> [GOAL OF THE EXERCISE] Copy out every record below with complete accuracy.

> [THE DATA]

=== Section Start ===

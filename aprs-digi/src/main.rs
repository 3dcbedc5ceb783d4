//! APRS Digipeater
//!
//! Command-line front end for the path router. Reads TNC2 packet lines,
//! routes them and writes the packets to repeat on stdout.

mod digipeater;
mod settings;

use std::path::PathBuf;

use anyhow::{Context, Result};
use aprs_packet::{Callsign, Packet, PacketCodec};
use aprs_route::{parse_rules, Router};
use clap::{Args, Parser, Subcommand};
use tokio::io::{AsyncReadExt, AsyncWriteExt, Stdout};
use tracing_subscriber::{layer::SubscriberExt, util::SubscriberInitExt};

use digipeater::{Digipeater, Disposition};
use settings::Settings;

/// Log filter used when `RUST_LOG` is unset
const DEFAULT_LOG_FILTER: &str = "aprsroute=info,aprs_packet=info,aprs_route=info";

#[derive(Parser)]
#[command(name = "aprsroute", version, about = "APRS digipeater path router")]
struct Cli {
    #[command(subcommand)]
    command: Command,
}

#[derive(Subcommand)]
enum Command {
    /// Route packets given as arguments, or read line by line from stdin
    Route(RouteArgs),
    /// Parse packets and print them back in canonical form
    Check {
        /// Packets in TNC2 text form
        #[arg(required = true)]
        packets: Vec<String>,
    },
}

#[derive(Args)]
struct RouteArgs {
    /// Router callsign, e.g. DIGI or DIGI-1
    #[arg(short, long)]
    callsign: Option<Callsign>,

    /// Comma-separated alias rules, e.g. WIDE1,WIDE2-2,RELAY
    #[arg(short, long)]
    rules: Option<String>,

    /// Settings file (defaults to the user config directory)
    #[arg(long)]
    config: Option<PathBuf>,

    /// Print the routing actions applied to each repeated packet
    #[arg(short, long)]
    diagnostics: bool,

    /// Packets to route; stdin is read when none are given
    packets: Vec<String>,
}

#[tokio::main]
async fn main() -> Result<()> {
    tracing_subscriber::registry()
        .with(
            tracing_subscriber::EnvFilter::try_from_default_env()
                .unwrap_or_else(|_| DEFAULT_LOG_FILTER.into()),
        )
        .with(tracing_subscriber::fmt::layer().with_writer(std::io::stderr))
        .init();

    let cli = Cli::parse();
    match cli.command {
        Command::Route(args) => run_route(args).await,
        Command::Check { packets } => check(&packets),
    }
}

async fn run_route(args: RouteArgs) -> Result<()> {
    let mut settings = Settings::load(args.config.as_deref())?;
    let rules = args
        .rules
        .as_deref()
        .map(parse_rules)
        .transpose()
        .context("Invalid --rules")?;
    settings.apply_overrides(args.callsign, rules, args.diagnostics);

    let config = settings.router_config()?;
    tracing::info!(
        "Routing as {} with rules [{}]",
        config.callsign,
        config
            .rules
            .iter()
            .map(ToString::to_string)
            .collect::<Vec<_>>()
            .join(",")
    );

    let mut digi = Digipeater::new(
        Router::new(config),
        settings.dedupe_window(),
        settings.max_packet_bytes,
    );
    let mut stdout = tokio::io::stdout();

    if args.packets.is_empty() {
        route_stdin(&mut digi, &mut stdout).await?;
    } else {
        for text in &args.packets {
            match Packet::parse(text) {
                Ok(packet) => emit(&mut stdout, text, digi.process(&packet)).await?,
                Err(e) => tracing::warn!("Failed to parse packet {:?}: {}", text, e),
            }
        }
    }
    stdout.flush().await?;

    let stats = digi.stats();
    tracing::info!(
        "Received {}, repeated {}, ignored {}, duplicates {}, too large {}",
        stats.received,
        stats.repeated,
        stats.ignored,
        stats.duplicates,
        stats.too_large
    );
    Ok(())
}

async fn route_stdin(digi: &mut Digipeater, stdout: &mut Stdout) -> Result<()> {
    let mut stdin = tokio::io::stdin();
    let mut codec = PacketCodec::new();
    let mut buf = [0u8; 1024];

    loop {
        let n = stdin.read(&mut buf).await.context("Failed to read stdin")?;
        if n == 0 {
            // Terminate a final line that had no newline
            codec.push_bytes(b"\n");
        } else {
            codec.push_bytes(&buf[..n]);
        }

        while let Some((packet, line)) = codec.next_packet_with_line() {
            emit(stdout, &line, digi.process(&packet)).await?;
        }

        if n == 0 {
            return Ok(());
        }
    }
}

async fn emit(stdout: &mut Stdout, received: &str, disposition: Disposition) -> Result<()> {
    match disposition {
        Disposition::Repeat { text, annotations } => {
            for line in annotations {
                eprintln!("{}", line);
            }
            stdout.write_all(text.as_bytes()).await?;
            stdout.write_all(b"\n").await?;
        }
        Disposition::Duplicate => tracing::debug!("Duplicate: {}", received),
        Disposition::Ignored(reason) => tracing::debug!("Not repeated ({}): {}", reason, received),
        Disposition::TooLarge { required } => {
            tracing::warn!("Routed packet needs {} bytes, dropped: {}", required, received)
        }
    }
    Ok(())
}

fn check(packets: &[String]) -> Result<()> {
    let mut failed = 0;
    for text in packets {
        match Packet::parse(text) {
            Ok(packet) => println!("{}", packet),
            Err(e) => {
                eprintln!("{}: {}", text, e);
                failed += 1;
            }
        }
    }

    if failed > 0 {
        anyhow::bail!("{} of {} packets failed to parse", failed, packets.len());
    }
    Ok(())
}

#[cfg(test)]
mod tests {
    use super::*;

    #[test]
    fn test_default_log_filter_names_workspace_crates() {
        let targets: Vec<&str> = DEFAULT_LOG_FILTER
            .split(',')
            .filter_map(|directive| directive.split('=').next())
            .collect();
        assert_eq!(targets, ["aprsroute", "aprs_packet", "aprs_route"]);
        assert_eq!(env!("CARGO_CRATE_NAME"), "aprsroute");
    }
}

=== Section End ===

> [EXERCISE OUTPUT]
filename aprs-digi/src/main.rs
repository 3dcbedc5ceb783d4
//! APRS Digipeater
//!
//! Command-line front end for the path router. Reads TNC2 packet lines,
//! routes them and writes the packets to repeat on stdout.

mod digipeater;
mod settings;

use std::path::PathBuf;

use anyhow::{Context, Result};
use aprs_packet::{Callsign, Packet, PacketCodec};
use aprs_route::{parse_rules, Router};
use clap::{Args, Parser, Subcommand};
use tokio::io::{AsyncReadExt, AsyncWriteExt, Stdout};
use tracing_subscriber::{layer::SubscriberExt, util::SubscriberInitExt};

use digipeater::{Digipeater, Disposition};
use settings::Settings;

/// Log filter used when `RUST_LOG` is unset
const DEFAULT_LOG_FILTER: &str = "aprsroute=info,aprs_packet=info,aprs_route=info";

#[derive(Parser)]
#[command(name = "aprsroute", version, about = "APRS digipeater path router")]
struct Cli {
    #[command(subcommand)]
    command: Command,
}

#[derive(Subcommand)]
enum Command {
    /// Route packets given as arguments, or read line by line from stdin
    Route(RouteArgs),
    /// Parse packets and print them back in canonical form
    Check {
        /// Packets in TNC2 text form
        #[arg(required = true)]
        packets: Vec<String>,
    },
}

#[derive(Args)]
struct RouteArgs {
    /// Router callsign, e.g. DIGI or DIGI-1
    #[arg(short, long)]
    callsign: Option<Callsign>,

    /// Comma-separated alias rules, e.g. WIDE1,WIDE2-2,RELAY
    #[arg(short, long)]
    rules: Option<String>,

    /// Settings file (defaults to the user config directory)
    #[arg(long)]
    config: Option<PathBuf>,

    /// Print the routing actions applied to each repeated packet
    #[arg(short, long)]
    diagnostics: bool,

    /// Packets to route; stdin is read when none are given
    packets: Vec<String>,
}

#[tokio::main]
async fn main() -> Result<()> {
    tracing_subscriber::registry()
        .with(
            tracing_subscriber::EnvFilter::try_from_default_env()
                .unwrap_or_else(|_| DEFAULT_LOG_FILTER.into()),
        )
        .with(tracing_subscriber::fmt::layer().with_writer(std::io::stderr))
        .init();

    let cli = Cli::parse();
    match cli.command {
        Command::Route(args) => run_route(args).await,
        Command::Check { packets } => check(&packets),
    }
}

async fn run_route(args: RouteArgs) -> Result<()> {
    let mut settings = Settings::load(args.config.as_deref())?;
    let rules = args
        .rules
        .as_deref()
        .map(parse_rules)
        .transpose()
        .context("Invalid --rules")?;
    settings.apply_overrides(args.callsign, rules, args.diagnostics);

    let config = settings.router_config()?;
    tracing::info!(
        "Routing as {} with rules [{}]",
        config.callsign,
        config
            .rules
            .iter()
            .map(ToString::to_string)
            .collect::<Vec<_>>()
            .join(",")
    );

    let mut digi = Digipeater::new(
        Router::new(config),
        settings.dedupe_window(),
        settings.max_packet_bytes,
    );
    let mut stdout = tokio::io::stdout();

    if args.packets.is_empty() {
        route_stdin(&mut digi, &mut stdout).await?;
    } else {
        for text in &args.packets {
            match Packet::parse(text) {
                Ok(packet) => emit(&mut stdout, text, digi.process(&packet)).await?,
                Err(e) => tracing::warn!("Failed to parse packet {:?}: {}", text, e),
            }
        }
    }
    stdout.flush().await?;

    let stats = digi.stats();
    tracing::info!(
        "Received {}, repeated {}, ignored {}, duplicates {}, too large {}",
        stats.received,
        stats.repeated,
        stats.ignored,
        stats.duplicates,
        stats.too_large
    );
    Ok(())
}

async fn route_stdin(digi: &mut Digipeater, stdout: &mut Stdout) -> Result<()> {
    let mut stdin = tokio::io::stdin();
    let mut codec = PacketCodec::new();
    let mut buf = [0u8; 1024];

    loop {
        let n = stdin.read(&mut buf).await.context("Failed to read stdin")?;
        if n == 0 {
            // Terminate a final line that had no newline
            codec.push_bytes(b"\n");
        } else {
            codec.push_bytes(&buf[..n]);
        }

        while let Some((packet, line)) = codec.next_packet_with_line() {
            emit(stdout, &line, digi.process(&packet)).await?;
        }

        if n == 0 {
            return Ok(());
        }
    }
}

async fn emit(stdout: &mut Stdout, received: &str, disposition: Disposition) -> Result<()> {
    match disposition {
        Disposition::Repeat { text, annotations } => {
            for line in annotations {
                eprintln!("{}", line);
            }
            stdout.write_all(text.as_bytes()).await?;
            stdout.write_all(b"\n").await?;
        }
        Disposition::Duplicate => tracing::debug!("Duplicate: {}", received),
        Disposition::Ignored(reason) => tracing::debug!("Not repeated ({}): {}", reason, received),
        Disposition::TooLarge { required } => {
            tracing::warn!("Routed packet needs {} bytes, dropped: {}", required, received)
        }
    }
    Ok(())
}

fn check(packets: &[String]) -> Result<()> {
    let mut failed = 0;
    for text in packets {
        match Packet::parse(text) {
            Ok(packet) => println!("{}", packet),
            Err(e) => {
                eprintln!("{}: {}", text, e);
                failed += 1;
            }
        }
    }

    if failed > 0 {
        anyhow::bail!("{} of {} packets failed to parse", failed, packets.len());
    }
    Ok(())
}

#[cfg(test)]
mod tests {
    use super::*;

    #[test]
    fn test_default_log_filter_names_workspace_crates() {
        let targets: Vec<&str> = DEFAULT_LOG_FILTER
            .split(',')
            .filter_map(|directive| directive.split('=').next())
            .collect();
        assert_eq!(targets, ["aprsroute", "aprs_packet", "aprs_route"]);
        assert_eq!(env!("CARGO_CRATE_NAME"), "aprsroute");
    }
}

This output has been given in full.